Thousands who failed in the country have gone to the cities, where it is often easier for incompetence to eke out an existence by living on casual jobs. Thousands of others have found better success in the city because they were better adapted to urban life. Often the net result of the migration has been profit for the country community which has held its best, that is, the country born and bred best adapted to be happy and successful in the rural environment.

Where you find the new rural civilization well developed, you find a self-respecting people, prosperous and happy, keeping abreast of the times in all important human interests, keenly alert to all new developments in agriculture and often proud of their country heritage. Because of this new prosperity and self-respect, ridicule of the "countryman" has ceased to be popular among intelligent people. The t.i.tle "farmer" has taken on an utterly new meaning and is becoming a term of respect.

All this marks a return to the former days, before the age of supercilious cities, when most of the wealth and culture and family pride was in the open country and the village. To be sure in some sections of America this frank pride in rural life has never ceased. The real aristocracy of the South has always been mainly rural. Many of the "first families of Virginia" still live on the old plantations and maintain a highly self-respecting life, free from the corrosive envy of city conditions, often pitying the man whose business requires him to live in the crowded town, and rejoicing in the freedom and the wholesome joys of country life.

The hospitable country mansions of the South still remind us of the fame of Westover, Mount Vernon and Monticello as centers of social grace and leadership; and the most select social groups in Richmond welcome the country gentlemen and women of refinement from these country homes, not merely because of the honored family names they bear, but because they themselves are worthy scions of a continuously worthy rural civilization.

They have never pitied themselves for living in the country. They do not want to live in the city. They are justly proud of their rural heritage and their country homes.

I. The Triumph over Isolation.

_Conquering the Great Enemy of Rural Contentment_

The depressing effect of isolation has always been the most serious enemy of country life in America. Nowhere else in the world have farm homes been so scattered. Instead of living in hamlets, like the rest of the rural world, with outlying farms in the open country, American pioneers with characteristic independence have lived on their farms regardless of distance to neighbors.

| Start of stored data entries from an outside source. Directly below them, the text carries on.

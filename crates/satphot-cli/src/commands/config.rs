use std::path::PathBuf;

use anyhow::Result;
use clap::Args;
use satphot_core::config::AnalysisConfig;

use super::write_output;

#[derive(Args)]
pub struct ConfigArgs {
    /// Write config to a file instead of stdout
    #[arg(short, long)]
    pub output: Option<PathBuf>,
}

/// Print or save the default AnalysisConfig as TOML.
pub fn run(args: &ConfigArgs) -> Result<()> {
    let toml_str = toml::to_string_pretty(&AnalysisConfig::default())?;
    write_output(args.output.as_deref(), &toml_str)
}
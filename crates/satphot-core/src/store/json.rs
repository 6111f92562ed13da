use std::fs::{self, File};
use std::io::{BufReader, BufWriter, Write};
use std::path::{Path, PathBuf};

use chrono::{DateTime, Utc};
use fs2::FileExt;
use tracing::debug;

use crate::error::StoreError;

use crate::lightcurve::{
    LightCurve, LightCurveDraft, LightCurveId, PeriodOutcome, Satellite, SatelliteHeader,
    SatelliteId,
};

use super::{CatalogStore, MemoryStore, StoreResult};

/// Catalog kept in memory and written to one JSON file on commit.
///
/// An exclusive lock on `<catalog>.lock` is held while the store is open,
/// so a second handle on the same catalog fails with [`StoreError::Locked`]
/// instead of overwriting the first one's commits.
#[derive(Debug)]
pub struct JsonStore {
    path: PathBuf,
    inner: MemoryStore,
    _lock: File,
}

impl JsonStore {
    /// Lock and load the catalog at `path`; a missing file is an empty catalog.
    pub fn open(path: impl Into<PathBuf>) -> StoreResult<Self> {
        let path = path.into();
        let lock = acquire_lock(&sibling(&path, ".lock"), &path)?;
        let inner = if path.exists() {
            let reader = BufReader::new(File::open(&path)?);
            let mut inner: MemoryStore = serde_json::from_reader(reader)?;
            inner.reindex();
            debug!(
                path = %path.display(),
                satellites = inner.satellite_count(),
                light_curves = inner.light_curve_count(),
                "Catalog loaded"
            );
            inner
        } else {
            MemoryStore::new()
        };
        Ok(Self {
            path,
            inner,
            _lock: lock,
        })
    }
}

/// `catalog.json` -> `catalog.json<suffix>` in the same directory.
fn sibling(path: &Path, suffix: &str) -> PathBuf {
    let mut name = path.file_name().unwrap_or_default().to_os_string();
    name.push(suffix);
    path.with_file_name(name)
}

fn acquire_lock(lock_path: &Path, catalog: &Path) -> StoreResult<File> {
    let file = fs::OpenOptions::new()
        .read(true)
        .write(true)
        .create(true)
        .truncate(false)
        .open(lock_path)?;
    match file.try_lock_exclusive() {
        Ok(()) => Ok(file),
        Err(e) if e.raw_os_error() == fs2::lock_contended_error().raw_os_error() => {
            Err(StoreError::Locked(catalog.to_path_buf()))
        }
        Err(e) => Err(e.into()),
    }
}

impl CatalogStore for JsonStore {
    fn find_satellite_by_norad(&self, norad: u32) -> Option<Satellite> {
        self.inner.find_satellite_by_norad(norad)
    }

    fn insert_satellite(&mut self, header: &SatelliteHeader) -> StoreResult<SatelliteId> {
        self.inner.insert_satellite(header)
    }

    fn satellite(&self, id: SatelliteId) -> StoreResult<Satellite> {
        self.inner.satellite(id)
    }

    fn satellites(&self) -> Vec<Satellite> {
        self.inner.satellites()
    }

    fn set_satellite_updated(
        &mut self,
        id: SatelliteId,
        updated: Option<DateTime<Utc>>,
    ) -> StoreResult<()> {
        self.inner.set_satellite_updated(id, updated)
    }

    fn delete_satellite(&mut self, id: SatelliteId) -> StoreResult<Satellite> {
        self.inner.delete_satellite(id)
    }

    fn find_light_curve(
        &self,
        satellite: SatelliteId,
        start: DateTime<Utc>,
        band: &str,
    ) -> Option<LightCurveId> {
        self.inner.find_light_curve(satellite, start, band)
    }

    fn insert_light_curve(
        &mut self,
        satellite: SatelliteId,
        draft: LightCurveDraft,
    ) -> StoreResult<LightCurveId> {
        self.inner.insert_light_curve(satellite, draft)
    }

    fn light_curve(&self, id: LightCurveId) -> StoreResult<LightCurve> {
        self.inner.light_curve(id)
    }

    fn light_curve_ids(&self) -> Vec<LightCurveId> {
        self.inner.light_curve_ids()
    }

    fn light_curves_of(&self, satellite: SatelliteId) -> Vec<LightCurveId> {
        self.inner.light_curves_of(satellite)
    }

    fn record_period(&mut self, id: LightCurveId, outcome: PeriodOutcome) -> StoreResult<()> {
        self.inner.record_period(id, outcome)
    }

    /// Write to a sibling temp file, then rename over the catalog.
    fn commit(&mut self) -> StoreResult<()> {
        let tmp = sibling(&self.path, ".tmp");
        {
            let mut writer = BufWriter::new(File::create(&tmp)?);
            serde_json::to_writer(&mut writer, &self.inner)?;
            writer.flush()?;
        }
        fs::rename(&tmp, &self.path)?;
        Ok(())
    }

    fn latest_start(&self, satellite: SatelliteId) -> StoreResult<Option<DateTime<Utc>>> {
        self.inner.latest_start(satellite)
    }
}
//! Single-band dialect (`.ph<label>`, e.g. `.phV`, `.phR`, `.phC`).
//!
//! One comment line, a three-line TLE, start and end lines, then
//! `# KEY = value` metadata and an 11 or 13 column data table. The band comes
//! from the extension label unless a `# Filter` line overrides it.

use tracing::debug;

use crate::error::ParseError;

use super::header::{parse_timestamp, Header, HeaderFields};
use super::table::{data_rows, BandColumns, DataRow, RawTable};

/// Header lines before the data table.
pub const HEADER_LINES: usize = 11;

const TLE_LINES: usize = 3;
const COL_TIME: usize = 1;

/// Column positions of one table layout.
struct Layout {
    flux: usize,
    flux_error: usize,
    magnitude: usize,
    magnitude_error: Option<usize>,
    azimuth: usize,
    elevation: usize,
    range: usize,
    columns: usize,
}

static WITH_MAG_ERROR: Layout = Layout {
    flux: 6,
    flux_error: 7,
    magnitude: 8,
    magnitude_error: Some(9),
    azimuth: 10,
    elevation: 11,
    range: 12,
    columns: 13,
};

static WITHOUT_MAG_ERROR: Layout = Layout {
    flux: 5,
    flux_error: 6,
    magnitude: 7,
    magnitude_error: None,
    azimuth: 8,
    elevation: 9,
    range: 10,
    columns: 11,
};

pub fn parse_header(text: &str, band_label: Option<&str>) -> Result<Header, ParseError> {
    let lines: Vec<&str> = text.lines().collect();
    let fixed = 1 + TLE_LINES + 2;
    if lines.len() < fixed {
        return Err(ParseError::TruncatedHeader {
            expected: fixed,
            found: lines.len(),
        });
    }

    let tle = lines[1..=TLE_LINES]
        .iter()
        .map(|l| strip_comment_marker(l))
        .collect::<Vec<_>>()
        .join("\n");
    let start_time = parse_timestamp(strip_wrapped(lines[TLE_LINES + 1]))?;
    let end_time = parse_timestamp(strip_wrapped(lines[TLE_LINES + 2]))?;

    let mut fields = HeaderFields::default();
    for line in &lines[fixed..] {
        let Some((key, value)) = line.split_once(" = ") else {
            continue;
        };
        let value = value.trim();
        match key.trim_end() {
            "# COSPAR" => fields.cospar = Some(value.to_string()),
            "# NORAD" => fields.set_norad(value)?,
            "# NAME" => fields.name = Some(value.to_string()),
            "# dt" => fields.set_dt(value)?,
            "# SITE_NAME" => fields.site = Some(value.to_string()),
            "# Filter" => fields.filter = Some(value.to_string()),
            _ => {}
        }
    }
    if fields.filter.is_none() {
        fields.filter = band_label.map(str::to_string);
    }
    let header = fields.finish(start_time, end_time, Some(tle))?;
    if header.filter.is_none() {
        return Err(ParseError::MissingField("Filter"));
    }
    Ok(header)
}

/// Parse the data table. The layout is chosen from the first row's column
/// count and every other row must have the same layout.
pub fn parse_table(text: &str, header: Header) -> Result<RawTable, ParseError> {
    let rows = data_rows(text, HEADER_LINES)?;
    let layout = select_layout(&rows)?;
    if layout.magnitude_error.is_none() {
        debug!("No magnitude error column, reading without it");
    }
    into_table(header, read_rows(&rows, layout)?)
}

/// Layout matching the first row; a row of the other layout (or too short
/// for either) is a column-count error.
fn select_layout(rows: &[DataRow<'_>]) -> Result<&'static Layout, ParseError> {
    let first = rows.first().ok_or(ParseError::EmptyTable)?;
    let layout = if first.fields.len() >= WITH_MAG_ERROR.columns {
        &WITH_MAG_ERROR
    } else {
        &WITHOUT_MAG_ERROR
    };
    for row in rows {
        row.require(layout.columns)?;
        if layout.magnitude_error.is_none() && row.fields.len() >= WITH_MAG_ERROR.columns {
            return Err(ParseError::ColumnCount {
                row: row.line,
                expected: layout.columns,
                found: row.fields.len(),
            });
        }
    }
    Ok(layout)
}

struct Columns {
    time_of_day: Vec<chrono::NaiveTime>,
    flux: Vec<f64>,
    flux_error: Vec<f64>,
    magnitude: Vec<f64>,
    magnitude_error: Option<Vec<f64>>,
    azimuth: Vec<f64>,
    elevation: Vec<f64>,
    range: Vec<f64>,
}

fn read_rows(rows: &[DataRow<'_>], layout: &Layout) -> Result<Columns, ParseError> {
    let n = rows.len();
    let mut cols = Columns {
        time_of_day: Vec::with_capacity(n),
        flux: Vec::with_capacity(n),
        flux_error: Vec::with_capacity(n),
        magnitude: Vec::with_capacity(n),
        magnitude_error: layout.magnitude_error.map(|_| Vec::with_capacity(n)),
        azimuth: Vec::with_capacity(n),
        elevation: Vec::with_capacity(n),
        range: Vec::with_capacity(n),
    };

    for row in rows {
        cols.time_of_day.push(row.time(COL_TIME)?);
        cols.flux.push(row.number(layout.flux)?);
        cols.flux_error.push(row.number(layout.flux_error)?);
        cols.magnitude.push(row.number(layout.magnitude)?);
        if let (Some(col), Some(errors)) = (layout.magnitude_error, cols.magnitude_error.as_mut()) {
            errors.push(row.number(col)?);
        }
        cols.azimuth.push(row.number(layout.azimuth)?);
        cols.elevation.push(row.number(layout.elevation)?);
        cols.range.push(row.number(layout.range)?);
    }
    Ok(cols)
}

fn into_table(header: Header, cols: Columns) -> Result<RawTable, ParseError> {
    let band = header
        .filter
        .clone()
        .ok_or(ParseError::MissingField("Filter"))?;
    Ok(RawTable {
        header,
        time_of_day: cols.time_of_day,
        bands: vec![BandColumns {
            band,
            flux: cols.flux,
            flux_error: Some(cols.flux_error),
            magnitude: cols.magnitude,
            magnitude_error: cols.magnitude_error,
        }],
        azimuth: cols.azimuth,
        elevation: cols.elevation,
        range: cols.range,
    })
}

/// `# 1 25544U ...` -> `1 25544U ...`
fn strip_comment_marker(line: &str) -> &str {
    line.trim_end().trim_start_matches('#').trim_start()
}

/// `# 2025-01-30 17:36:50.807771;` -> `2025-01-30 17:36:50.807771`
fn strip_wrapped(line: &str) -> &str {
    strip_comment_marker(line).trim_end_matches(|c: char| !c.is_ascii_digit())
}
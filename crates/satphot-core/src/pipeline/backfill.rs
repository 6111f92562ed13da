use std::sync::atomic::{AtomicBool, Ordering};
use std::sync::Arc;

use tracing::{info, warn};

use crate::config::LombScargleConfig;
use crate::error::StoreError;
use crate::lightcurve::{LightCurveId, PeriodOutcome};
use crate::period::estimate_period;
use crate::store::{CatalogStore, StoreResult};

use super::types::{
    BackfillOutcome, BackfillRecord, BackfillSummary, NoOpReporter, PipelineStage,
    ProgressReporter,
};

/// Re-estimates the period of every stored light curve, one at a time.
///
/// Each item is the outcome for one curve, already committed. Once the
/// curves are exhausted (or the run is cancelled) every satellite's
/// last-update time is re-derived. Manually set periods are left alone.
pub struct Backfill<'a, S: CatalogStore + ?Sized> {
    store: &'a mut S,
    config: &'a LombScargleConfig,
    pending: std::vec::IntoIter<LightCurveId>,
    total: usize,
    cancel: Option<Arc<AtomicBool>>,
    cancelled: bool,
    refreshed: Option<StoreResult<usize>>,
}

/// Start a backfill over the whole store.
pub fn run_backfill<'a, S: CatalogStore + ?Sized>(
    store: &'a mut S,
    config: &'a LombScargleConfig,
) -> Backfill<'a, S> {
    let ids = store.light_curve_ids();
    Backfill {
        total: ids.len(),
        pending: ids.into_iter(),
        store,
        config,
        cancel: None,
        cancelled: false,
        refreshed: None,
    }
}

impl<'a, S: CatalogStore + ?Sized> Backfill<'a, S> {
    /// Stop before the next curve once `flag` is set.
    pub fn cancel_on(mut self, flag: Arc<AtomicBool>) -> Self {
        self.cancel = Some(flag);
        self
    }

    pub fn total(&self) -> usize {
        self.total
    }

    pub fn was_cancelled(&self) -> bool {
        self.cancelled
    }

    /// Drive the backfill to the end, reporting progress per curve and
    /// then per refreshed satellite.
    pub fn run_reported(mut self, reporter: &dyn ProgressReporter) -> StoreResult<BackfillSummary> {
        let mut summary = BackfillSummary::default();
        reporter.begin_stage(PipelineStage::Backfill, Some(self.total));
        while let Some(record) = self.next_curve() {
            summary.record(record);
            reporter.advance(summary.processed);
        }
        reporter.finish_stage();
        self.finish(reporter);

        summary.cancelled = self.cancelled;
        summary.satellites_refreshed = self.refreshed.take().unwrap_or(Ok(0))?;
        info!(
            processed = summary.processed,
            periodic = summary.periodic,
            kept_manual = summary.kept_manual,
            failed = summary.failures.len(),
            cancelled = summary.cancelled,
            "Backfill finished"
        );
        Ok(summary)
    }

    pub fn run(self) -> StoreResult<BackfillSummary> {
        self.run_reported(&NoOpReporter)
    }

    /// Next curve's record; `None` once the curves run out or a cancel
    /// was requested.
    fn next_curve(&mut self) -> Option<BackfillRecord> {
        if self.is_cancel_requested() {
            if !self.cancelled {
                self.cancelled = true;
                info!("Backfill cancelled");
            }
            return None;
        }
        let id = self.pending.next()?;
        let outcome = self.process(id).map_err(|e| {
            warn!(light_curve = id, error = %e, "Backfill skipped light curve");
            e.to_string()
        });
        Some(BackfillRecord {
            light_curve: id,
            outcome,
        })
    }

    fn process(&mut self, id: LightCurveId) -> Result<BackfillOutcome, StoreError> {
        let lc = self.store.light_curve(id)?;
        if let Some(PeriodOutcome::Manual(period)) = lc.period_outcome {
            return Ok(BackfillOutcome::KeptManual(period));
        }
        let estimate = estimate_period(&lc, self.config);
        self.store
            .record_period(id, PeriodOutcome::Estimated(estimate))?;
        self.store.commit()?;
        Ok(BackfillOutcome::Estimated(estimate))
    }

    /// Re-derive every satellite's last-update time, once.
    fn finish(&mut self, reporter: &dyn ProgressReporter) {
        if self.refreshed.is_some() {
            return;
        }
        let refreshed = self.refresh_satellites(reporter);
        if let Err(e) = &refreshed {
            warn!(error = %e, "Failed to refresh satellite update times");
        }
        self.refreshed = Some(refreshed);
    }

    fn refresh_satellites(&mut self, reporter: &dyn ProgressReporter) -> StoreResult<usize> {
        let satellites = self.store.satellites();
        reporter.begin_stage(PipelineStage::RefreshingSatellites, Some(satellites.len()));
        for (i, satellite) in satellites.iter().enumerate() {
            self.store.refresh_updated(satellite.id)?;
            reporter.advance(i + 1);
        }
        reporter.finish_stage();
        self.store.commit()?;
        Ok(satellites.len())
    }

    fn is_cancel_requested(&self) -> bool {
        self.cancel
            .as_ref()
            .is_some_and(|flag| flag.load(Ordering::Relaxed))
    }
}

impl<S: CatalogStore + ?Sized> Iterator for Backfill<'_, S> {
    type Item = BackfillRecord;

    fn next(&mut self) -> Option<BackfillRecord> {
        if self.refreshed.is_some() {
            return None;
        }
        if let Some(record) = self.next_curve() {
            return Some(record);
        }
        self.finish(&NoOpReporter);
        None
    }
}
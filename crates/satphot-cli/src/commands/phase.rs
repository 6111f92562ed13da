use anyhow::Result;
use clap::Args;
use satphot_core::phase::{phases, ObservationSpan};

#[derive(Args)]
pub struct PhaseArgs {
    /// Period in days, the unit of the Julian dates
    #[arg(short, long)]
    pub period: f64,

    /// Epoch of phase zero (JD, or reduced JD below 2400000)
    #[arg(short, long)]
    pub epoch: f64,

    /// Julian dates to fold
    #[arg(required = true, allow_negative_numbers = true)]
    pub times: Vec<f64>,
}

#[derive(Args)]
pub struct CoverageArgs {
    /// Period in days, the unit of the Julian dates
    #[arg(short, long)]
    pub period: f64,

    /// Epoch of phase zero (JD, or reduced JD below 2400000)
    #[arg(short, long)]
    pub epoch: f64,

    /// Observation start (JD)
    #[arg(long)]
    pub start: f64,

    /// Observation end (JD)
    #[arg(long)]
    pub end: f64,
}

pub fn run(args: &PhaseArgs) -> Result<()> {
    let folded = phases(args.times.as_slice(), args.period, args.epoch)?;
    for (t, p) in args.times.iter().zip(&folded) {
        println!("{t:.6}  {p:.6}");
    }
    Ok(())
}

pub fn run_coverage(args: &CoverageArgs) -> Result<()> {
    let span = ObservationSpan::new(args.start, args.end);
    let start = span.phase_start(args.period, args.epoch)?;
    let end = span.phase_end(args.period, args.epoch)?;
    let bar = span.coverage_bar(args.period, args.epoch)?;
    println!("{start:.3} .. {end:.3}");
    println!("|{bar}|");
    Ok(())
}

But social hungers, especially of the young people, could not safely be so disregarded, and in various ways the social instincts have had their revenge. Isolation has proved to be the curse of the country, as its opposite, congestion, has in the city. The wonder is that the rural population of the country as a whole has steadily gained, nearly doubling in a generation, in spite of this handicap. Obviously the social handicap of isolation must be in a measure overcome, if country life becomes permanently satisfying. We are not surprised, therefore, to find that the new rural civilization has developed many means of intercommunication, bringing the remotest country districts into vital touch with the world.

Among the factors that have revolutionized the life of country people and hastened the new rural civilization are the telephone, the daily mail service by rural free delivery, the rapid extension of good roads, the introduction of newspapers and magazines and farm journals, and traveling libraries as well, the extension of the trolley systems throughout the older states, and the rapid introduction of automobiles, especially through the West.